Every line from the one holding "the record moves." through the final line of the entries is to be reproduced exactly, and no other line.

- **Collected data entries**
- - - -

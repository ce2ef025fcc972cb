//! User domain types.
//!
//! [`UserRecord`] is the stored form and the only type that carries a
//! password hash. Everything handed back to callers is a
//! [`UserProfile`](orion_core::UserProfile).

use std::fmt;

use orion_core::{Email, UserProfile};
use secrecy::SecretString;
use serde::{Deserialize, Serialize};

/// A stored user record.
///
/// The JSON field for the hash is `password`, matching the documents
/// already in the key-value store.
#[derive(Clone, PartialEq, Eq, Serialize, Deserialize)]
pub struct UserRecord {
    /// User's first name.
    pub first_name: String,
    /// User's last name.
    pub last_name: String,
    /// User's email address.
    pub email: Email,
    /// Argon2 PHC string. Never empty once the record is created.
    #[serde(rename = "password")]
    pub password_hash: String,
}

impl UserRecord {
    /// Strip the password hash for an external-facing read.
    #[must_use]
    pub fn into_profile(self) -> UserProfile {
        UserProfile {
            first_name: self.first_name,
            last_name: self.last_name,
            email: self.email,
        }
    }
}

impl fmt::Debug for UserRecord {
    fn fmt(&self, f: &mut fmt::Formatter<'_>) -> fmt::Result {
        f.debug_struct("UserRecord")
            .field("first_name", &self.first_name)
            .field("last_name", &self.last_name)
            .field("email", &self.email)
            .field("password_hash", &"[REDACTED]")
            .finish()
    }
}

/// Input for creating a user.
#[derive(Debug)]
pub struct NewUser {
    pub email: Email,
    pub first_name: String,
    pub last_name: String,
    pub password: SecretString,
}

/// Profile fields replaced by an update. `email` may differ from the lookup
/// key, in which case the record moves.
#[derive(Debug, Clone)]
pub struct UserUpdate {
    pub email: Email,
    pub first_name: String,
    pub last_name: String,
}

/// Email + plaintext password pair, dropped after hashing or comparison.
#[derive(Debug)]
pub struct Credentials {
    pub email: Email,
    pub password: SecretString,
}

- - - -

- **Answer box**
/// key, in which case the record moves.
#[derive(Debug, Clone)]
pub struct UserUpdate {
    pub email: Email,
    pub first_name: String,
    pub last_name: String,
}

/// Email + plaintext password pair, dropped after hashing or comparison.
#[derive(Debug)]
pub struct Credentials {
    pub email: Email,
    pub password: SecretString,
}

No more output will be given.